Market Overview – February 13th
Here’s a brief update on the financial landscape as we head into Friday.
The U.S. dollar (USD) showed a slight recovery early on Friday after facing some indecision towards the end of the week. Eurostat is set to release the initial GDP figures for the fourth quarter during the European session. Following this, traders will pay close attention to the Consumer Price Index (CPI) data from January in the U.S.
USD Price Update
The USD had been relatively stable on Thursday, wrapping up the day with minimal changes. However, during early Friday Asian trading hours, the dollar began to gain strength after a report suggested that President Trump might be considering easing certain tariffs on steel and aluminum. Currently, the USD index is in positive territory above 97.00, while U.S. stock index futures have dipped by 0.1% to 0.2%. Predictions indicate that annual inflation, as measured by the CPI, could slow to 2.5% in January from 2.7% in December.
In related news, the Reserve Bank of New Zealand’s survey revealed that inflation expectations for two years out have risen from 2.28% to 2.37%. This could put some selling pressure on the New Zealand dollar (NZD), potentially pushing it down toward the 0.6000 mark.
Bank of Japan board member Naoki Tamura noted that financial conditions are likely to remain supportive, even if the central bank decides to raise interest rates. Following four consecutive days of decline, USD/JPY gained traction, moving up to approximately 153.50 by Friday morning in Europe.
The EUR/USD pair has continued its downward trend after failing to stabilize above 1.1900 earlier in the week, now hovering around the 1.1850 mark. Forecasts suggest that Eurozone GDP could grow at an annual rate of 1.3% in the fourth quarter.
For GBP/USD, the pair has seen a downward shift, trading near 1.3600. Hugh Pill, the chief economist at the Bank of England, is scheduled to speak at an event in London later today.
Meanwhile, gold has faced significant selling pressure, dropping more than 3% during U.S. trading on Thursday. While it has managed to stabilize somewhat around the European morning, it remains below the $5,000 mark.
Inflation Insights
Inflation refers to the rising prices of a standard basket of goods and services. It’s traditionally presented as a percentage change over different time frames, like month-over-month or year-over-year. Core inflation, which excludes volatile items like food and fuel, tends to be the focus for central banks aiming to maintain a stable inflation rate, usually around 2%.

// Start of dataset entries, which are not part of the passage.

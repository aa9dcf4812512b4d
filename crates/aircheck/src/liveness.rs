// Lock-file liveness: deleting the lock file from outside requests shutdown.

use std::path::PathBuf;
use std::time::Duration;

use tokio::fs;
use tokio::task::JoinHandle;
use tokio::time;
use tokio_util::sync::CancellationToken;
use tracing::{error, info, warn};

use crate::error::RecorderError;

const POLL_INTERVAL: Duration = Duration::from_secs(1);

/// Watches a lock file created at startup. Removing the file is the
/// operator's signal to stop acquiring and flush what exists; the watch
/// answers by cancelling the shutdown token.
pub struct LivenessMonitor {
    lock_file: PathBuf,
    shutdown: CancellationToken,
}

impl LivenessMonitor {
    /// Creates the lock file. Fails if it already exists, since a second
    /// instance must not run against the same state.
    pub async fn create(
        lock_file: PathBuf,
        shutdown: CancellationToken,
    ) -> Result<Self, RecorderError> {
        fs::OpenOptions::new()
            .write(true)
            .create_new(true)
            .open(&lock_file)
            .await?;
        info!(path = %lock_file.display(), "lock file created");
        Ok(Self {
            lock_file,
            shutdown,
        })
    }

    /// Spawns the polling watch. The task ends once the token is cancelled
    /// (by this watch on deletion, or by anyone else) and removes the lock
    /// file if it still exists.
    pub fn spawn(self) -> JoinHandle<()> {
        tokio::spawn(async move {
            loop {
                tokio::select! {
                    _ = self.shutdown.cancelled() => break,
                    _ = time::sleep(POLL_INTERVAL) => {
                        match fs::try_exists(&self.lock_file).await {
                            Ok(true) => {}
                            Ok(false) => {
                                info!(
                                    path = %self.lock_file.display(),
                                    "lock file removed, requesting shutdown"
                                );
                                self.shutdown.cancel();
                                // Nothing left on disk to clean up.
                                return;
                            }
                            Err(e) => warn!(error = %e, "lock file check failed"),
                        }
                    }
                }
            }
            if let Err(e) = fs::remove_file(&self.lock_file).await
                && e.kind() != std::io::ErrorKind::NotFound
            {
                error!(
                    path = %self.lock_file.display(),
                    error = %e,
                    "failed to remove lock file"
                );
            }
        })
    }
}
//! Handshake request/response seam.
//!
//! The outer protocol owns byte framing and dispatch; it hands this crate a
//! decoded [`AuthRequest`] and sends back whatever [`AuthResponse`] the state
//! machine produces. Step codes and wire error codes are interop-frozen.

use crate::protocol::bucket::{BucketTag, SecurityBucket};

/// Steps a client may declare on an authentication request.
#[repr(u32)]
#[derive(Debug, Clone, Copy, PartialEq, Eq)]
pub enum ClientStep {
    /// First request: advertise version/options, ask for the certificate
    /// challenge.
    CertReq = 1000,
    /// Certificate step: chosen algorithms, exchange public value, encrypted
    /// main bucket with chain + signed challenge.
    Cert = 1001,
    /// Delegation signing step: encrypted main bucket with the signed proxy
    /// certificate.
    SigPxy = 1002,
}

impl ClientStep {
    #[must_use]
    pub fn name(self) -> &'static str {
        match self {
            Self::CertReq => "certreq",
            Self::Cert => "cert",
            Self::SigPxy => "sigpxy",
        }
    }
}

impl TryFrom<u32> for ClientStep {
    type Error = u32;
    fn try_from(v: u32) -> Result<Self, u32> {
        match v {
            1000 => Ok(Self::CertReq),
            1001 => Ok(Self::Cert),
            1002 => Ok(Self::SigPxy),
            other => Err(other),
        }
    }
}

/// Steps a server may declare on an intermediate ("auth-more") response.
/// Code 2001 is reserved for the final certificate ack, which the outer
/// protocol expresses as a plain `Ok` status instead.
#[repr(u32)]
#[derive(Debug, Clone, Copy, PartialEq, Eq)]
pub enum ServerStep {
    /// Challenge response: offered algorithms, issuer hashes, exchange public
    /// value, random challenge tag.
    Init = 2000,
    /// Delegation request: encrypted main bucket carrying a certificate
    /// signing request.
    PxyReq = 2002,
}

impl TryFrom<u32> for ServerStep {
    type Error = u32;
    fn try_from(v: u32) -> Result<Self, u32> {
        match v {
            2000 => Ok(Self::Init),
            2002 => Ok(Self::PxyReq),
            other => Err(other),
        }
    }
}

/// Wire-level error codes. Internal failure kinds collapse onto this small
/// set before anything is sent to the peer (§ failure mapping); the detailed
/// cause is only ever logged locally.
#[repr(u32)]
#[derive(Debug, Clone, Copy, PartialEq, Eq)]
pub enum WireErrorCode {
    /// Malformed or undecodable bucket buffer.
    Serialization = 3010,
    /// Key agreement or symmetric unwrap failure. Deliberately generic.
    Decrypt = 3011,
    /// Any other security failure (bad chain, bad signature, unsupported
    /// algorithm, peer rejection).
    Security = 3012,
    /// Step received out of the expected order.
    Sequence = 3013,
}

impl WireErrorCode {
    /// Fixed, non-diagnostic text placed on the wire alongside the code.
    #[must_use]
    pub fn message(self) -> &'static str {
        match self {
            Self::Serialization => "malformed security buffer",
            Self::Decrypt => "decryption failed",
            Self::Security => "authentication failed",
            Self::Sequence => "handshake step out of sequence",
        }
    }
}

/// One authentication request as decoded by the outer protocol.
#[derive(Debug, Clone)]
pub struct AuthRequest {
    pub step: ClientStep,
    pub buffer: Vec<SecurityBucket>,
}

/// Outcome of one authentication round.
#[derive(Debug, Clone)]
pub enum AuthStatus {
    /// Handshake complete; the connection is authenticated.
    Ok,
    /// Intermediate response: the client must answer the given step.
    More {
        step: ServerStep,
        buffer: Vec<SecurityBucket>,
    },
    /// Terminal failure reported to the peer.
    Error {
        code: WireErrorCode,
        buffer: Vec<SecurityBucket>,
    },
}

#[derive(Debug, Clone)]
pub struct AuthResponse {
    pub status: AuthStatus,
}

impl AuthResponse {
    #[must_use]
    pub fn ok() -> Self {
        Self {
            status: AuthStatus::Ok,
        }
    }

    #[must_use]
    pub fn more(step: ServerStep, buffer: Vec<SecurityBucket>) -> Self {
        Self {
            status: AuthStatus::More { step, buffer },
        }
    }

    /// Build the error response for a wire code: an `ErrorCode` bucket plus
    /// the fixed generic message.
    #[must_use]
    pub fn error(code: WireErrorCode) -> Self {
        let buffer = vec![
            SecurityBucket::from_u32_payload(BucketTag::ErrorCode, code as u32),
            SecurityBucket::from_str_payload(BucketTag::Message, code.message()),
        ];
        Self {
            status: AuthStatus::Error { code, buffer },
        }
    }
}
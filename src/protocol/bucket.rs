//! Security-bucket codec.
//!
//! All handshake payloads travel as "buckets": typed, length-prefixed binary
//! containers concatenated into a buffer that is terminated by a reserved
//! `None` tag. A bucket's payload may itself be a nested buffer (the "main"
//! bucket), decoded recursively with the same truncation checks.
//!
//! This is an interoperability format, not an internal one: tag values and
//! field order are frozen. Every integer field is fixed-width, network byte
//! order. String payloads are explicit-length 7-bit-clean byte runs with no
//! NUL termination.

use thiserror::Error;

/// Hard ceiling on a single bucket payload. Not a wire commitment — a
/// defensive bound so a corrupt length field cannot drive allocation.
pub const PAYLOAD_MAX: usize = 64 * 1024;

/// Wire layout per bucket: u32 tag, u32 length, payload bytes.
const BUCKET_HDR_LEN: usize = 8;

/// Structural decode/encode failures. These map onto the wire as a generic
/// serialization error; the variant detail stays local.
#[derive(Debug, Error)]
pub enum BucketError {
    /// Input ended inside a header or payload.
    #[error("truncated bucket buffer at offset {0}")]
    Truncated(usize),
    /// Declared payload length exceeds the remaining input.
    #[error("bucket length {len} overruns remaining {remaining} bytes")]
    LengthOverrun { len: u32, remaining: usize },
    /// Declared payload length exceeds the defensive ceiling.
    #[error("bucket length {0} exceeds payload ceiling")]
    Oversized(u32),
    /// Tag code is not part of the bucket vocabulary.
    #[error("unknown bucket tag 0x{0:08x}")]
    UnknownTag(u32),
    /// Buffer ran out before the terminating `None` tag.
    #[error("bucket buffer missing terminator")]
    MissingTerminator,
    /// Bytes remained after the terminating `None` tag.
    #[error("trailing bytes after bucket terminator")]
    TrailingBytes,
    /// A required bucket is absent from a decoded buffer.
    #[error("required bucket {0:?} missing")]
    MissingBucket(BucketTag),
    /// A bucket payload did not parse as the expected shape.
    #[error("bucket {tag:?} payload invalid: {reason}")]
    BadPayload {
        tag: BucketTag,
        reason: &'static str,
    },
}

/// Bucket vocabulary. Wire values are interop-frozen: `None` terminates a
/// buffer, the 3000-range block carries the handshake fields.
#[repr(u32)]
#[derive(Debug, Clone, Copy, PartialEq, Eq, Hash)]
pub enum BucketTag {
    None = 0,
    CryptoMod = 3000,
    Main = 3001,
    Puk = 3004,
    Rtag = 3006,
    SignedRtag = 3007,
    User = 3008,
    Version = 3014,
    ClntOpts = 3019,
    ErrorCode = 3020,
    Message = 3021,
    X509 = 3022,
    IssuerHash = 3023,
    X509Req = 3024,
    CipherAlg = 3025,
    MdAlg = 3026,
}

impl TryFrom<u32> for BucketTag {
    type Error = BucketError;
    fn try_from(v: u32) -> Result<Self, BucketError> {
        match v {
            0 => Ok(Self::None),
            3000 => Ok(Self::CryptoMod),
            3001 => Ok(Self::Main),
            3004 => Ok(Self::Puk),
            3006 => Ok(Self::Rtag),
            3007 => Ok(Self::SignedRtag),
            3008 => Ok(Self::User),
            3014 => Ok(Self::Version),
            3019 => Ok(Self::ClntOpts),
            3020 => Ok(Self::ErrorCode),
            3021 => Ok(Self::Message),
            3022 => Ok(Self::X509),
            3023 => Ok(Self::IssuerHash),
            3024 => Ok(Self::X509Req),
            3025 => Ok(Self::CipherAlg),
            3026 => Ok(Self::MdAlg),
            other => Err(BucketError::UnknownTag(other)),
        }
    }
}

/// One typed container: a tag plus an opaque payload.
#[derive(Debug, Clone, PartialEq, Eq)]
pub struct SecurityBucket {
    pub tag: BucketTag,
    pub payload: Vec<u8>,
}

impl SecurityBucket {
    pub fn new(tag: BucketTag, payload: Vec<u8>) -> Self {
        Self { tag, payload }
    }

    /// String-valued bucket (ASCII token, list, PEM blob).
    pub fn from_str_payload(tag: BucketTag, s: &str) -> Self {
        Self::new(tag, s.as_bytes().to_vec())
    }

    /// u32-valued bucket, network byte order.
    pub fn from_u32_payload(tag: BucketTag, v: u32) -> Self {
        Self::new(tag, v.to_be_bytes().to_vec())
    }
}

/// Encode a buffer: each bucket as tag/length/payload, then the bare `None`
/// terminator (no length field follows it).
#[must_use]
pub fn encode_buffer(buckets: &[SecurityBucket]) -> Vec<u8> {
    let total: usize = buckets
        .iter()
        .map(|b| BUCKET_HDR_LEN + b.payload.len())
        .sum();
    let mut out = Vec::with_capacity(total + 4);
    for b in buckets {
        out.extend_from_slice(&(b.tag as u32).to_be_bytes());
        out.extend_from_slice(&(b.payload.len() as u32).to_be_bytes());
        out.extend_from_slice(&b.payload);
    }
    out.extend_from_slice(&(BucketTag::None as u32).to_be_bytes());
    out
}

/// Decode a buffer. Exact inverse of [`encode_buffer`] for every value this
/// crate produces. Fails closed on truncation, overrunning or oversized
/// lengths, unknown tags, a missing terminator, and trailing bytes.
///
/// # Errors
/// Returns the specific [`BucketError`] variant; callers surface it to the
/// peer only as a generic serialization failure.
pub fn decode_buffer(input: &[u8]) -> Result<Vec<SecurityBucket>, BucketError> {
    let mut buckets = Vec::new();
    let mut off = 0usize;
    loop {
        if input.len() - off < 4 {
            return Err(BucketError::MissingTerminator);
        }
        let raw_tag = u32::from_be_bytes(input[off..off + 4].try_into().expect("4-byte slice"));
        off += 4;
        let tag = BucketTag::try_from(raw_tag)?;
        if tag == BucketTag::None {
            if off != input.len() {
                return Err(BucketError::TrailingBytes);
            }
            return Ok(buckets);
        }
        if input.len() - off < 4 {
            return Err(BucketError::Truncated(off));
        }
        let len = u32::from_be_bytes(input[off..off + 4].try_into().expect("4-byte slice"));
        off += 4;
        if len as usize > PAYLOAD_MAX {
            return Err(BucketError::Oversized(len));
        }
        let remaining = input.len() - off;
        if len as usize > remaining {
            return Err(BucketError::LengthOverrun { len, remaining });
        }
        let payload = input[off..off + len as usize].to_vec();
        off += len as usize;
        buckets.push(SecurityBucket { tag, payload });
    }
}

/// View over a decoded buffer with typed accessors for the handshake fields.
pub struct BucketBuffer<'a> {
    buckets: &'a [SecurityBucket],
}

impl<'a> BucketBuffer<'a> {
    pub fn new(buckets: &'a [SecurityBucket]) -> Self {
        Self { buckets }
    }

    /// First bucket with the given tag, if present.
    #[must_use]
    pub fn find(&self, tag: BucketTag) -> Option<&'a SecurityBucket> {
        self.buckets.iter().find(|b| b.tag == tag)
    }

    /// Raw payload of a required bucket.
    ///
    /// # Errors
    /// `BucketError::MissingBucket` when absent.
    pub fn bytes(&self, tag: BucketTag) -> Result<&'a [u8], BucketError> {
        self.find(tag)
            .map(|b| b.payload.as_slice())
            .ok_or(BucketError::MissingBucket(tag))
    }

    /// Required bucket interpreted as a UTF-8 token (7-bit-clean on the wire).
    ///
    /// # Errors
    /// `MissingBucket` when absent, `BadPayload` when not valid UTF-8.
    pub fn token(&self, tag: BucketTag) -> Result<&'a str, BucketError> {
        std::str::from_utf8(self.bytes(tag)?).map_err(|_| BucketError::BadPayload {
            tag,
            reason: "not valid UTF-8",
        })
    }

    /// Required bucket interpreted as a network-order u32.
    ///
    /// # Errors
    /// `MissingBucket` when absent, `BadPayload` on any other length.
    pub fn u32(&self, tag: BucketTag) -> Result<u32, BucketError> {
        let raw = self.bytes(tag)?;
        let arr: [u8; 4] = raw.try_into().map_err(|_| BucketError::BadPayload {
            tag,
            reason: "expected exactly 4 bytes",
        })?;
        Ok(u32::from_be_bytes(arr))
    }

    /// Required bucket whose payload is itself a nested buffer.
    ///
    /// # Errors
    /// `MissingBucket` when absent, or any structural error from the nested
    /// decode.
    pub fn nested(&self, tag: BucketTag) -> Result<Vec<SecurityBucket>, BucketError> {
        decode_buffer(self.bytes(tag)?)
    }
}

The Consumer Price Index (CPI) tracks changes in the price of goods and services over time, often expressed similarly to inflation. A rise in CPI above 2% typically leads to increased interest rates, benefiting the currency. Conversely, falling inflation can lead to currency depreciation.
Interestingly, a high inflation rate can lead to a stronger currency. This happens because central banks often raise interest rates to combat inflation, attracting global capital. However, the relationship can be complex.
Gold had a reputation as a hedge against high inflation, maintaining value during turbulent economic times. Yet, rising interest rates can make gold less attractive as an asset, as it doesn’t yield interest and the opportunity cost of holding it increases. Generally, lower inflation is seen as more favorable for gold investments.